## TRY IT
Each line below should be reproduced without any alteration.

## RECORD EXCERPTS
——————
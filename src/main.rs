//! Study Planner CLI
//!
//! Command-line front end for the study planner:
//! - Register and log in
//! - Show the current user
//! - Show the dashboard
//! - Check where a path would land

use anyhow::{bail, Context};
use clap::{Parser, Subcommand, ValueEnum};
use std::path::{Path, PathBuf};
use std::sync::Arc;
use tracing_subscriber::{layer::SubscriberExt, util::SubscriberInitExt, EnvFilter};

use study_planner::config::{generate_default_config, Config, LoggingConfig};
use study_planner::dashboard::{
    render_json, DashboardAggregator, DashboardState, DashboardView, LoadOutcome,
};
use study_planner::{
    ApiClient, FileTokenStorage, IdentityOutcome, LoginForm, Navigator, RegisterForm, Route,
    SessionStore, StudyApi,
};

#[derive(Parser)]
#[command(name = "study-planner")]
#[command(version = env!("CARGO_PKG_VERSION"))]
#[command(about = "Study planner client: track subjects, tasks and study sessions")]
pub struct Cli {
    #[command(subcommand)]
    pub command: Commands,

    /// Backend URL (overrides config and environment)
    #[arg(long, global = true)]
    pub api_url: Option<String>,

    /// Config file (default: search standard locations)
    #[arg(short, long, global = true)]
    pub config: Option<PathBuf>,

    /// Output format
    #[arg(short, long, value_enum, default_value_t = OutputFormat::Text, global = true)]
    pub format: OutputFormat,
}

#[derive(Debug, Clone, Copy, PartialEq, Eq, ValueEnum)]
pub enum OutputFormat {
    Text,
    Json,
}

#[derive(Subcommand)]
pub enum Commands {
    /// Create an account and sign in
    Register {
        username: String,
        email: String,
        password: String,
    },

    /// Sign in
    Login { username: String, password: String },

    /// Sign out and forget the stored token
    Logout,

    /// Show the signed-in user
    Whoami,

    /// Show progress, subjects, tasks and study sessions
    Dashboard,

    /// Show where navigating to a path would land
    Open {
        /// Path such as /dashboard or /login
        path: String,
    },

    /// Generate default config file
    Config {
        /// Output path (default: stdout)
        #[arg(short, long)]
        output: Option<PathBuf>,
    },
}

#[tokio::main]
async fn main() -> anyhow::Result<()> {
    let cli = Cli::parse();

    let mut config = match &cli.config {
        Some(path) => Config::load_with_env(path)?,
        None => Config::load_default(),
    };
    if let Some(url) = &cli.api_url {
        config.api.base_url = url.clone();
    }

    init_logging(&config.logging);

    let format = cli.format;
    match cli.command {
        Commands::Config { output } => write_config(output.as_deref()),
        command => App::connect(&config)?.run(command, format).await,
    }
}

/// Session, API client and navigator shared by the session commands
struct App {
    session: SessionStore,
    api: Arc<ApiClient>,
    navigator: Navigator,
}

impl App {
    fn connect(config: &Config) -> anyhow::Result<Self> {
        let storage = FileTokenStorage::new(config.session.token_path());
        let session = SessionStore::restore(storage).context("Failed to restore session")?;
        let api = Arc::new(ApiClient::new(config.api.to_client_config(), session.clone())?);
        let navigator = Navigator::new(session.clone());

        tracing::debug!(base_url = api.base_url(), "Client ready");
        Ok(Self {
            session,
            api,
            navigator,
        })
    }

    async fn run(&self, command: Commands, format: OutputFormat) -> anyhow::Result<()> {
        match command {
            Commands::Register {
                username,
                email,
                password,
            } => {
                let mut form = RegisterForm::new(username, email, password);
                let route = form.submit(&*self.api, &self.session).await?;
                println!("Account created. Signed in as {}.", form.username);
                println!("Next: {}", self.navigator.navigate(route).await);
            }

            Commands::Login { username, password } => {
                let mut form = LoginForm::new(username, password);
                let route = form.submit(&*self.api, &self.session).await?;
                println!("Signed in as {}.", form.username);
                println!("Next: {}", self.navigator.navigate(route).await);
            }

            Commands::Logout => {
                self.session.logout().await;
                println!("Signed out.");
            }

            Commands::Whoami => match self.session.refresh_identity(&*self.api).await {
                IdentityOutcome::Verified => {
                    let user = self
                        .session
                        .user()
                        .await
                        .context("User missing after verification")?;
                    match format {
                        OutputFormat::Json => println!("{}", serde_json::to_string_pretty(&user)?),
                        OutputFormat::Text => {
                            println!("Username: {}", user.username);
                            println!("Email:    {}", user.email);
                            if let Some(created_at) = &user.created_at {
                                println!("Joined:   {}", created_at);
                            }
                        }
                    }
                }
                IdentityOutcome::Anonymous => println!("Not signed in."),
                IdentityOutcome::Rejected => bail!("Session expired. Please log in again."),
                IdentityOutcome::Stale => bail!("Session changed while checking identity"),
            },

            Commands::Dashboard => {
                show_dashboard(self, format).await?;
            }

            Commands::Open { path } => {
                let requested = Route::parse(&path);
                let landed = self.navigator.navigate(requested.clone()).await;
                match format {
                    OutputFormat::Json => println!(
                        "{}",
                        serde_json::json!({ "requested": requested.path(), "route": landed.path() })
                    ),
                    OutputFormat::Text => match &landed {
                        Route::NotFound(path) => println!("{}: page not found", path),
                        route if *route != requested => {
                            println!("{} -> redirected to {}", requested, route)
                        }
                        route => println!("{}", route),
                    },
                }
            }

            Commands::Config { output } => write_config(output.as_deref())?,
        }

        Ok(())
    }
}

fn write_config(output: Option<&Path>) -> anyhow::Result<()> {
    let content = generate_default_config();
    match output {
        Some(path) => {
            std::fs::write(path, content)
                .with_context(|| format!("Failed to write {:?}", path))?;
            println!("Config written to {:?}", path);
        }
        None => print!("{}", content),
    }
    Ok(())
}

async fn show_dashboard(app: &App, format: OutputFormat) -> anyhow::Result<()> {
    let App {
        session,
        api,
        navigator,
    } = app;

    if navigator.navigate(Route::Dashboard).await != Route::Dashboard {
        bail!("Not signed in. Run `study-planner login <username> <password>` first.");
    }

    let watcher = session.watch_identity(api.clone() as Arc<dyn StudyApi>);
    let follower = navigator.watch();

    let aggregator = DashboardAggregator::new(api.clone(), session.clone());
    let outcome = aggregator.load().await;

    watcher.abort();
    follower.abort();

    match outcome {
        LoadOutcome::Applied => {}
        LoadOutcome::SignedOut => {
            let route = navigator.sync().await;
            bail!("Session expired. Redirected to {}; please log in again.", route);
        }
        LoadOutcome::Discarded => bail!("Session changed while loading the dashboard"),
    }

    match aggregator.state().await {
        DashboardState::Ready(dashboard) => match format {
            OutputFormat::Json => println!("{}", render_json(&dashboard)?),
            OutputFormat::Text => print!("{}", DashboardView(dashboard.as_ref())),
        },
        DashboardState::Failed(message) => bail!(message),
        DashboardState::Loading => bail!("Dashboard did not finish loading"),
    }

    Ok(())
}

fn init_logging(logging: &LoggingConfig) {
    let filter = EnvFilter::try_from_default_env()
        .unwrap_or_else(|_| EnvFilter::new(format!("study_planner={}", logging.level)));

    let registry = tracing_subscriber::registry().with(filter);
    if logging.format == "json" {
        registry
            .with(tracing_subscriber::fmt::layer().json().with_writer(std::io::stderr))
            .init();
    } else {
        registry
            .with(tracing_subscriber::fmt::layer().with_writer(std::io::stderr))
            .init();
    }
}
——————
## THE ANSWER
filename src/main.rs
//! Study Planner CLI
//!
//! Command-line front end for the study planner:
//! - Register and log in
//! - Show the current user
//! - Show the dashboard
//! - Check where a path would land

use anyhow::{bail, Context};
use clap::{Parser, Subcommand, ValueEnum};
use std::path::{Path, PathBuf};
use std::sync::Arc;
use tracing_subscriber::{layer::SubscriberExt, util::SubscriberInitExt, EnvFilter};

use study_planner::config::{generate_default_config, Config, LoggingConfig};
use study_planner::dashboard::{
    render_json, DashboardAggregator, DashboardState, DashboardView, LoadOutcome,
};
use study_planner::{
    ApiClient, FileTokenStorage, IdentityOutcome, LoginForm, Navigator, RegisterForm, Route,
    SessionStore, StudyApi,
};

#[derive(Parser)]
#[command(name = "study-planner")]
#[command(version = env!("CARGO_PKG_VERSION"))]
#[command(about = "Study planner client: track subjects, tasks and study sessions")]
pub struct Cli {
    #[command(subcommand)]
    pub command: Commands,

    /// Backend URL (overrides config and environment)
    #[arg(long, global = true)]
    pub api_url: Option<String>,

    /// Config file (default: search standard locations)
    #[arg(short, long, global = true)]
    pub config: Option<PathBuf>,

    /// Output format
    #[arg(short, long, value_enum, default_value_t = OutputFormat::Text, global = true)]
    pub format: OutputFormat,
}

#[derive(Debug, Clone, Copy, PartialEq, Eq, ValueEnum)]
pub enum OutputFormat {
    Text,
    Json,
}

#[derive(Subcommand)]
pub enum Commands {
    /// Create an account and sign in
    Register {
        username: String,
        email: String,
        password: String,
    },

    /// Sign in
    Login { username: String, password: String },

    /// Sign out and forget the stored token
    Logout,

    /// Show the signed-in user
    Whoami,

    /// Show progress, subjects, tasks and study sessions
    Dashboard,

    /// Show where navigating to a path would land
    Open {
        /// Path such as /dashboard or /login
        path: String,
    },

    /// Generate default config file
    Config {
        /// Output path (default: stdout)
        #[arg(short, long)]
        output: Option<PathBuf>,
    },
}

#[tokio::main]
async fn main() -> anyhow::Result<()> {
    let cli = Cli::parse();

    let mut config = match &cli.config {
        Some(path) => Config::load_with_env(path)?,
        None => Config::load_default(),
    };
    if let Some(url) = &cli.api_url {
        config.api.base_url = url.clone();
    }

    init_logging(&config.logging);

    let format = cli.format;
    match cli.command {
        Commands::Config { output } => write_config(output.as_deref()),
        command => App::connect(&config)?.run(command, format).await,
    }
}

/// Session, API client and navigator shared by the session commands
struct App {
    session: SessionStore,
    api: Arc<ApiClient>,
    navigator: Navigator,
}

impl App {
    fn connect(config: &Config) -> anyhow::Result<Self> {
        let storage = FileTokenStorage::new(config.session.token_path());
        let session = SessionStore::restore(storage).context("Failed to restore session")?;
        let api = Arc::new(ApiClient::new(config.api.to_client_config(), session.clone())?);
        let navigator = Navigator::new(session.clone());

        tracing::debug!(base_url = api.base_url(), "Client ready");
        Ok(Self {
            session,
            api,
            navigator,
        })
    }

    async fn run(&self, command: Commands, format: OutputFormat) -> anyhow::Result<()> {
        match command {
            Commands::Register {
                username,
                email,
                password,
            } => {
                let mut form = RegisterForm::new(username, email, password);
                let route = form.submit(&*self.api, &self.session).await?;
                println!("Account created. Signed in as {}.", form.username);
                println!("Next: {}", self.navigator.navigate(route).await);
            }

            Commands::Login { username, password } => {
                let mut form = LoginForm::new(username, password);
                let route = form.submit(&*self.api, &self.session).await?;
                println!("Signed in as {}.", form.username);
                println!("Next: {}", self.navigator.navigate(route).await);
            }

            Commands::Logout => {
                self.session.logout().await;
                println!("Signed out.");
            }

            Commands::Whoami => match self.session.refresh_identity(&*self.api).await {
                IdentityOutcome::Verified => {
                    let user = self
                        .session
                        .user()
                        .await
                        .context("User missing after verification")?;
                    match format {
                        OutputFormat::Json => println!("{}", serde_json::to_string_pretty(&user)?),
                        OutputFormat::Text => {
                            println!("Username: {}", user.username);
                            println!("Email:    {}", user.email);
                            if let Some(created_at) = &user.created_at {
                                println!("Joined:   {}", created_at);
                            }
                        }
                    }
                }
                IdentityOutcome::Anonymous => println!("Not signed in."),
                IdentityOutcome::Rejected => bail!("Session expired. Please log in again."),
                IdentityOutcome::Stale => bail!("Session changed while checking identity"),
            },

            Commands::Dashboard => {
                show_dashboard(self, format).await?;
            }

            Commands::Open { path } => {
                let requested = Route::parse(&path);
                let landed = self.navigator.navigate(requested.clone()).await;
                match format {
                    OutputFormat::Json => println!(
                        "{}",
                        serde_json::json!({ "requested": requested.path(), "route": landed.path() })
                    ),
                    OutputFormat::Text => match &landed {
                        Route::NotFound(path) => println!("{}: page not found", path),
                        route if *route != requested => {
                            println!("{} -> redirected to {}", requested, route)
                        }
                        route => println!("{}", route),
                    },
                }
            }

            Commands::Config { output } => write_config(output.as_deref())?,
        }

        Ok(())
    }
}

fn write_config(output: Option<&Path>) -> anyhow::Result<()> {
    let content = generate_default_config();
    match output {
        Some(path) => {
            std::fs::write(path, content)
                .with_context(|| format!("Failed to write {:?}", path))?;
            println!("Config written to {:?}", path);
        }
        None => print!("{}", content),
    }
    Ok(())
}

async fn show_dashboard(app: &App, format: OutputFormat) -> anyhow::Result<()> {
    let App {
        session,
        api,
        navigator,
    } = app;

    if navigator.navigate(Route::Dashboard).await != Route::Dashboard {
        bail!("Not signed in. Run `study-planner login <username> <password>` first.");
    }

    let watcher = session.watch_identity(api.clone() as Arc<dyn StudyApi>);
    let follower = navigator.watch();

    let aggregator = DashboardAggregator::new(api.clone(), session.clone());
    let outcome = aggregator.load().await;

    watcher.abort();
    follower.abort();

    match outcome {
        LoadOutcome::Applied => {}
        LoadOutcome::SignedOut => {
            let route = navigator.sync().await;
            bail!("Session expired. Redirected to {}; please log in again.", route);
        }
        LoadOutcome::Discarded => bail!("Session changed while loading the dashboard"),
    }

    match aggregator.state().await {
        DashboardState::Ready(dashboard) => match format {
            OutputFormat::Json => println!("{}", render_json(&dashboard)?),
            OutputFormat::Text => print!("{}", DashboardView(dashboard.as_ref())),
        },
        DashboardState::Failed(message) => bail!(message),
        DashboardState::Loading => bail!("Dashboard did not finish loading"),
    }

    Ok(())
}

fn init_logging(logging: &LoggingConfig) {
    let filter = EnvFilter::try_from_default_env()
        .unwrap_or_else(|_| EnvFilter::new(format!("study_planner={}", logging.level)));

    let registry = tracing_subscriber::registry().with(filter);
    if logging.format == "json" {
        registry
            .with(tracing_subscriber::fmt::layer().json().with_writer(std::io::stderr))
            .init();
    } else {
        registry
            .with(tracing_subscriber::fmt::layer().with_writer(std::io::stderr))
            .init();
    }
}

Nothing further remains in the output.